---------- Dataset records

//! Error types for solver operations.

use thiserror::Error;

/// Errors raised by assembly, factorization and the Newton iteration.
///
/// Running out of iterations is not an error; it is reported through
/// [`crate::NewtonOutcome::success`].
#[derive(Error, Debug, Clone, PartialEq)]
pub enum SolverError {
    #[error("Numerical problem: {what}")]
    NumericalProblem { what: String },

    #[error("Jacobian entry ({row}, {col}) is not part of the stored sparsity pattern")]
    PatternChanged { row: usize, col: usize },

    #[error("Dimension mismatch in {what}: expected {expected}, got {got}")]
    DimensionMismatch {
        what: &'static str,
        expected: usize,
        got: usize,
    },
}

pub type SolverResult<T> = Result<T, SolverError>;
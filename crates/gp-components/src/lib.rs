//! gp-components: the components of a coupled gas and power network.
//!
//! Provides:
//! - Gas pipes (box scheme over the isothermal Euler equations), short pipes,
//!   control valves and compressor stations
//! - Gas nodes: inner nodes, sources, sinks, pressure boundaries and
//!   constraint sinks
//! - Gas-to-power connections
//! - Power buses (PQ, PV, slack, stochastic PQ, switched plants, external
//!   gas-fired plants) and transmission lines
//! - [`NetworkProblem`], which indexes and wires a whole net and implements
//!   [`gp_solver::Problem`]
//!
//! Components split their capabilities into the facets of [`traits`].
//!
//! # Example
//!
//! ```
//! use gp_components::{GasNode, GasPowerNet, InitialConditions, NetworkProblem, ShortPipe};
//! use gp_core::{BoundaryValue, InitialValue};
//! use nalgebra::DVector;
//!
//! let mut net = GasPowerNet::new();
//! let source = net
//!     .new_node("source", GasNode::source(BoundaryValue::constant([10.0])).into())
//!     .unwrap();
//! let outlet = net
//!     .new_node("outlet", GasNode::pressure_boundary(BoundaryValue::constant([60.0])).into())
//!     .unwrap();
//! net.make_edge_between("link", source, outlet, ShortPipe::new().into())
//!     .unwrap();
//!
//! let problem = NetworkProblem::new(net).unwrap();
//! let mut initial = InitialConditions::new();
//! initial.insert("link".into(), InitialValue::constant([60.0, 10.0]));
//!
//! let mut state = DVector::zeros(problem.number_of_states());
//! problem.set_initial_values(&mut state, &initial).unwrap();
//! assert_eq!(state.as_slice(), &[60.0, 10.0, 60.0, 10.0]);
//! ```

pub mod component;
pub mod error;
pub mod gas;
pub mod indices;
pub mod network;
pub mod power;
pub mod stochastic;
pub mod traits;

// Re-exports
pub use component::{EdgeComponent, GasPowerNet, NodeComponent};
pub use error::{ComponentError, ComponentResult};
pub use gas::{
    AttachedEdge, CompressorStation, ControlValve, Direction, GasEdge, GasNode, GasNodeKind,
    GasPowerConnection, Pipe, ShortPipe,
};
pub use indices::IndexRange;
pub use network::{InitialConditions, NetworkProblem};
pub use power::{
    Coupling, OupParameters, PowerNode, PowerNodeKind, StochasticLoad, Targets, TransmissionLine,
};
pub use traits::{Constrainable, Controllable, Equation, Stateful, Step, Switchable};
//! Time grid of a run.

use crate::config::TimeConfig;
use crate::error::{SimError, SimResult};

/// `number_of_steps` equal steps covering `[start, end]`.
///
/// The step count is `ceil((end - start) / desired_delta_t)`, so the actual
/// step never exceeds the desired one.
#[derive(Debug, Clone, Copy, PartialEq)]
pub struct Timedata {
    start: f64,
    end: f64,
    number_of_steps: usize,
    delta_t: f64,
}

impl Timedata {
    pub fn new(start: f64, end: f64, desired_delta_t: f64) -> SimResult<Self> {
        if !(start.is_finite() && end.is_finite() && end > start) {
            return Err(SimError::InvalidArg {
                what: format!("time interval [{start}, {end}] is empty or not finite"),
            });
        }
        if !(desired_delta_t > 0.0 && desired_delta_t.is_finite()) {
            return Err(SimError::InvalidArg {
                what: format!("desired_delta_t must be positive, got {desired_delta_t}"),
            });
        }
        let number_of_steps = ((end - start) / desired_delta_t).ceil() as usize;
        Ok(Self {
            start,
            end,
            number_of_steps,
            delta_t: (end - start) / number_of_steps as f64,
        })
    }

    pub fn from_config(config: &TimeConfig) -> SimResult<Self> {
        Self::new(config.start, config.end, config.desired_delta_t)
    }

    pub fn start(&self) -> f64 {
        self.start
    }

    pub fn end(&self) -> f64 {
        self.end
    }

    pub fn number_of_steps(&self) -> usize {
        self.number_of_steps
    }

    pub fn delta_t(&self) -> f64 {
        self.delta_t
    }

    /// Time after `k` steps. The last one is exactly `end`.
    pub fn time(&self, k: usize) -> f64 {
        if k >= self.number_of_steps {
            self.end
        } else {
            self.start + k as f64 * self.delta_t
        }
    }

    /// `(last_time, new_time)` of every step.
    pub fn steps(&self) -> impl Iterator<Item = (f64, f64)> + '_ {
        (1..=self.number_of_steps).map(|k| (self.time(k - 1), self.time(k)))
    }
}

--------------------

**Required action**
Lines in the records that hold the word "what" are to be counted; give only the total.

**Your response**
6